use std::fs::File;
use std::path::Path;
use std::time::Duration;

use camino::Utf8PathBuf;
use reqwest::blocking::{Client, RequestBuilder, Response, multipart};
use reqwest::header::{HeaderMap, HeaderValue, USER_AGENT};
use tracing::{debug, info};

use crate::error::GenesetError;
use crate::store::{MirrorInfo, Store};

pub const DEFAULT_SERVER_URL: &str = "http://asterix.fri.uni-lj.si/orngServerFiles";

const LIST_SEPARATOR: &str = "|||||";

/// Remote indexed file store. Every call is blocking.
pub trait ServerFiles: Send + Sync {
    fn listfiles(&self, domain: &str) -> Result<Vec<String>, GenesetError>;
    fn download(&self, domain: &str, filename: &str, destination: &Path)
    -> Result<(), GenesetError>;
    fn upload(
        &self,
        domain: &str,
        filename: &str,
        local_path: &Path,
        title: &str,
        tags: &[String],
    ) -> Result<(), GenesetError>;
    fn unprotect(&self, domain: &str, filename: &str) -> Result<(), GenesetError>;
}

#[derive(Debug, Clone)]
pub struct Credentials {
    pub username: String,
    pub password: String,
}

impl Credentials {
    /// Username from config, password from `KIRA_GS_PASSWORD`.
    pub fn from_env(username: Option<&str>) -> Option<Self> {
        let username = username.map(str::trim).filter(|value| !value.is_empty())?;
        let password = std::env::var("KIRA_GS_PASSWORD").ok()?;
        Some(Self {
            username: username.to_string(),
            password,
        })
    }
}

#[derive(Clone)]
pub struct ServerFilesHttpClient {
    client: Client,
    base_url: String,
    credentials: Option<Credentials>,
}

impl ServerFilesHttpClient {
    pub fn new(base_url: &str, credentials: Option<Credentials>) -> Result<Self, GenesetError> {
        let mut headers = HeaderMap::new();
        headers.insert(
            USER_AGENT,
            HeaderValue::from_str(&format!("kira-gs/{}", env!("CARGO_PKG_VERSION")))
                .map_err(|err| GenesetError::ServerFilesHttp(err.to_string()))?,
        );
        let client = Client::builder()
            .default_headers(headers)
            .timeout(Duration::from_secs(60))
            .build()
            .map_err(|err| GenesetError::ServerFilesHttp(err.to_string()))?;
        Ok(Self {
            client,
            base_url: base_url.trim_end_matches('/').to_string(),
            credentials,
        })
    }

    fn url(&self, command: &str) -> String {
        format!("{}/{command}", self.base_url)
    }

    fn authorized(&self, request: RequestBuilder) -> Result<RequestBuilder, GenesetError> {
        let credentials = self
            .credentials
            .as_ref()
            .ok_or(GenesetError::MissingCredentials)?;
        Ok(request.basic_auth(&credentials.username, Some(&credentials.password)))
    }

    fn send(&self, request: RequestBuilder) -> Result<Response, GenesetError> {
        let response = request
            .send()
            .map_err(|err| GenesetError::ServerFilesHttp(err.to_string()))?;
        if !response.status().is_success() {
            let status = response.status().as_u16();
            let message = response
                .text()
                .unwrap_or_else(|_| "server files request failed".to_string());
            return Err(GenesetError::ServerFilesStatus { status, message });
        }
        Ok(response)
    }
}

impl ServerFiles for ServerFilesHttpClient {
    fn listfiles(&self, domain: &str) -> Result<Vec<String>, GenesetError> {
        let response = self.send(self.client.get(self.url("list")).query(&[("domain", domain)]))?;
        let body = response
            .text()
            .map_err(|err| GenesetError::ServerFilesHttp(err.to_string()))?;
        Ok(parse_listing(&body))
    }

    fn download(
        &self,
        domain: &str,
        filename: &str,
        destination: &Path,
    ) -> Result<(), GenesetError> {
        let mut response = self.send(
            self.client
                .get(self.url("download"))
                .query(&[("domain", domain), ("filename", filename)]),
        )?;
        let mut file =
            File::create(destination).map_err(|err| GenesetError::Filesystem(err.to_string()))?;
        std::io::copy(&mut response, &mut file)
            .map_err(|err| GenesetError::Filesystem(err.to_string()))?;
        Ok(())
    }

    fn upload(
        &self,
        domain: &str,
        filename: &str,
        local_path: &Path,
        title: &str,
        tags: &[String],
    ) -> Result<(), GenesetError> {
        let form = multipart::Form::new()
            .text("domain", domain.to_string())
            .text("filename", filename.to_string())
            .text("title", title.to_string())
            .text("tags", tags.join(";"))
            .file("data", local_path)
            .map_err(|err| GenesetError::Filesystem(err.to_string()))?;
        let request = self.authorized(self.client.post(self.url("upload")).multipart(form))?;
        self.send(request)?;
        Ok(())
    }

    fn unprotect(&self, domain: &str, filename: &str) -> Result<(), GenesetError> {
        let request = self.authorized(self.client.post(self.url("protect")).form(&[
            ("domain", domain),
            ("filename", filename),
            ("access_code", "0"),
        ]))?;
        self.send(request)?;
        Ok(())
    }
}

pub fn parse_listing(body: &str) -> Vec<String> {
    body.split(LIST_SEPARATOR)
        .map(str::trim)
        .filter(|name| !name.is_empty())
        .map(str::to_string)
        .collect()
}

/// Whether the mirrored copy of `filename` matches the server copy stamped
/// `uploaded_at`. Without a stamp any mirrored copy is accepted.
pub fn mirror_is_current(
    store: &Store,
    domain: &str,
    filename: &str,
    uploaded_at: Option<&str>,
) -> bool {
    if !store.mirror_path(domain, filename).as_std_path().exists() {
        return false;
    }
    let Some(stamp) = uploaded_at else {
        return true;
    };
    match Store::read_info(&store.mirror_info_path(domain, filename)) {
        Ok(info) => info.and_then(|info| info.uploaded_at).as_deref() == Some(stamp),
        Err(err) => {
            debug!(%domain, %filename, error = %err, "unreadable sidecar, mirror is stale");
            false
        }
    }
}

/// Path of `filename` in the local mirror, downloading it first when it is
/// missing or older than the server copy stamped `uploaded_at`.
pub fn localpath_download<R: ServerFiles + ?Sized>(
    remote: &R,
    store: &Store,
    domain: &str,
    filename: &str,
    uploaded_at: Option<&str>,
) -> Result<Utf8PathBuf, GenesetError> {
    if mirror_is_current(store, domain, filename, uploaded_at) {
        debug!(%domain, %filename, "using mirrored file");
        return Ok(store.mirror_path(domain, filename));
    }
    download_to_mirror(remote, store, domain, filename, uploaded_at)
}

/// Downloads `filename` into the mirror unconditionally and records the
/// stamp it was fetched against.
pub fn download_to_mirror<R: ServerFiles + ?Sized>(
    remote: &R,
    store: &Store,
    domain: &str,
    filename: &str,
    uploaded_at: Option<&str>,
) -> Result<Utf8PathBuf, GenesetError> {
    let path = store.mirror_path(domain, filename);
    store.ensure_mirror_dir(domain)?;
    let temp = tempfile::Builder::new()
        .prefix("kira-gs-download")
        .tempfile_in(store.mirror_dir(domain).as_std_path())
        .map_err(|err| GenesetError::Filesystem(err.to_string()))?;
    info!(%domain, %filename, "downloading from server files");
    remote.download(domain, filename, temp.path())?;
    temp.persist(path.as_std_path())
        .map_err(|err| GenesetError::Filesystem(err.to_string()))?;
    Store::write_info(
        &store.mirror_info_path(domain, filename),
        &MirrorInfo::new(domain, filename, uploaded_at),
    )?;
    Ok(path)
}

#[cfg(test)]
mod tests {
    use super::*;

    #[test]
    fn listing_is_split_on_separator() {
        let body = "gs_KEGG_._9606.json.gz|||||index.json|||||";
        assert_eq!(
            parse_listing(body),
            vec!["gs_KEGG_._9606.json.gz".to_string(), "index.json".to_string()]
        );
        assert!(parse_listing("").is_empty());
    }

    #[test]
    fn mirror_is_current_compares_stamps() {
        let temp = tempfile::tempdir().unwrap();
        let root = Utf8PathBuf::from_path_buf(temp.path().to_path_buf()).unwrap();
        let store = Store::new_with_root(root);
        let filename = "gs_KEGG_._9606.json.gz";
        assert!(!mirror_is_current(&store, "gene_sets", filename, None));

        Store::write_bytes_atomic(&store.mirror_path("gene_sets", filename), b"v1").unwrap();
        assert!(mirror_is_current(&store, "gene_sets", filename, None));
        assert!(!mirror_is_current(&store, "gene_sets", filename, Some("2024-05-01T00:00:00Z")));

        Store::write_info(
            &store.mirror_info_path("gene_sets", filename),
            &MirrorInfo::new("gene_sets", filename, Some("2024-05-01T00:00:00Z")),
        )
        .unwrap();
        assert!(mirror_is_current(&store, "gene_sets", filename, Some("2024-05-01T00:00:00Z")));
        assert!(!mirror_is_current(&store, "gene_sets", filename, Some("2024-06-01T00:00:00Z")));
    }

    #[test]
    fn credentials_need_username() {
        assert!(Credentials::from_env(None).is_none());
        assert!(Credentials::from_env(Some("  ")).is_none());
    }
}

**How to complete this task:**
Only lines of the data holding the word "command" go in the answer. Please copy each of them.

**Exercise answer:**
    fn url(&self, command: &str) -> String {
        format!("{}/{command}", self.base_url)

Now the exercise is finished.